**What needs to be done:** Your answer should be every line from the records that contains "ThreadRecord".

**Dataset:**

┌──

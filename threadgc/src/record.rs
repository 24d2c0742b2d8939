//! Per-thread control blocks.

use std::{
    cell::{Cell, UnsafeCell},
    fmt,
    sync::atomic::{AtomicBool, AtomicPtr, AtomicU8, AtomicU64, AtomicUsize, Ordering},
};

use crate::{ThreadError, local_alloc::LocalCache, system};

/// Sentinel for a stack minimum that has not been measured yet.
pub const ADDR_LIMIT: usize = usize::MAX;

/// Words saved per register snapshot.
pub const REGISTER_WORDS: usize = 16;

// ── Identity ──────────────────────────────────────────────────────────

/// Native thread identifier as handed out by the OS threading layer.
#[derive(Debug, Clone, Copy, PartialEq, Eq, Hash, PartialOrd, Ord)]
pub struct ThreadId(pub u64);

impl ThreadId {
    /// Bucket of this id in a table of `buckets` entries (a power of two).
    ///
    /// Mixes in the id shifted by 8 (and 16 on 64-bit) so that sequential
    /// or pointer-derived ids spread across buckets.
    #[inline]
    pub fn bucket(self, buckets: usize) -> usize {
        debug_assert!(buckets.is_power_of_two());
        let id = self.0 as usize;
        #[cfg(target_pointer_width = "64")]
        let mixed = id ^ (id >> 8) ^ (id >> 16);
        #[cfg(not(target_pointer_width = "64"))]
        let mixed = id ^ (id >> 8);
        mixed & (buckets - 1)
    }
}

impl fmt::Display for ThreadId {
    fn fmt(&self, f: &mut fmt::Formatter<'_>) -> fmt::Result {
        write!(f, "{:#x}", self.0)
    }
}

// ── Flags ─────────────────────────────────────────────────────────────

#[derive(Debug, Clone, Copy, PartialEq, Eq)]
pub struct ThreadFlags(pub u8);

impl ThreadFlags {
    pub const NONE: Self = Self(0);
    /// The thread exited, the record waits for a join.
    pub const FINISHED: Self = Self(1 << 0);
    /// Nobody will join, the record goes away at exit.
    pub const DETACHED: Self = Self(1 << 1);
    pub const MAIN_THREAD: Self = Self(1 << 2);
    /// The thread left with collection disabled on its behalf.
    pub const DISABLED_GC: Self = Self(1 << 3);

    #[inline(always)]
    pub const fn contains(self, flag: Self) -> bool {
        self.0 & flag.0 == flag.0
    }

    #[inline(always)]
    pub const fn with(self, flag: Self) -> Self {
        Self(self.0 | flag.0)
    }

    #[inline(always)]
    pub const fn without(self, flag: Self) -> Self {
        Self(self.0 & !flag.0)
    }
}

/// Lifecycle position of a registered thread.
#[derive(Debug, Clone, Copy, PartialEq, Eq)]
pub enum ThreadState {
    Active,
    /// Running foreign code with its stack pointer published.
    Blocked,
    Finished,
}

// ── Stack / registers ─────────────────────────────────────────────────

/// Stack extent of a thread. `cold` is the base (highest address),
/// `hot` the innermost boundary known so far.
#[derive(Debug, Clone, Copy, PartialEq, Eq)]
pub struct StackBounds {
    pub cold: usize,
    pub hot: usize,
}

impl StackBounds {
    pub const fn new(cold: usize, hot: usize) -> Self {
        Self { cold, hot }
    }

    /// Bounds of the calling frame: everything below the caller is scanned.
    #[inline(never)]
    pub fn here() -> Self {
        let sp = system::approx_sp();
        Self { cold: sp, hot: sp }
    }

    pub fn validate(&self) -> Result<(), ThreadError> {
        if self.cold == 0 || self.hot == 0 || self.hot > self.cold {
            return Err(ThreadError::InvalidStackBounds {
                cold: self.cold,
                hot: self.hot,
            });
        }
        Ok(())
    }
}

/// Register state captured from a stopped thread.
#[derive(Debug, Clone, Copy, PartialEq, Eq)]
pub struct RegisterSnapshot {
    pub sp: usize,
    pub registers: [usize; REGISTER_WORDS],
}

impl RegisterSnapshot {
    pub const fn at(sp: usize) -> Self {
        Self {
            sp,
            registers: [0; REGISTER_WORDS],
        }
    }
}

/// A stretch of stack entered through `call_with_gc_active` from inside a
/// blocking region. Frames between `saved_sp` of the enclosing blocking
/// region and `frame` are foreign and never scanned.
#[derive(Debug, Clone, Copy, PartialEq, Eq)]
pub(crate) struct StackSection {
    pub frame: usize,
    pub saved_sp: usize,
}

// ── ThreadRecord ──────────────────────────────────────────────────────

/// Control block of one registered thread.
///
/// Owner-only fields (the allocation cache, finalizer counters, the handle
/// count) are touched
/// by the owning thread, or by the coordinator while the owner is stopped.
/// `blocked_sp` is written lock-free by the owner. Everything else changes
/// only under the global lock.
pub struct ThreadRecord {
    pub(crate) next: AtomicPtr<ThreadRecord>,
    id: AtomicU64,
    kernel_id: AtomicU64,
    flags: AtomicU8,
    stack_base: AtomicUsize,
    last_stack_min: AtomicUsize,
    blocked_sp: AtomicUsize,
    suspended: AtomicBool,
    context: UnsafeCell<Option<RegisterSnapshot>>,
    sections: UnsafeCell<Vec<StackSection>>,
    finalizer_nested: Cell<u8>,
    finalizer_skipped: Cell<u16>,
    /// Live `Mutator` handles of the owner.
    handles: Cell<u32>,
    pub(crate) cache: LocalCache,
}

// SAFETY: shared fields are atomics; the cells are guarded by the global
// lock or confined to the owning thread as documented above.
unsafe impl Send for ThreadRecord {}
// SAFETY: see above
unsafe impl Sync for ThreadRecord {}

└──

**Worked solution:**
// ── ThreadRecord ──────────────────────────────────────────────────────
pub struct ThreadRecord {
    pub(crate) next: AtomicPtr<ThreadRecord>,
unsafe impl Send for ThreadRecord {}
unsafe impl Sync for ThreadRecord {}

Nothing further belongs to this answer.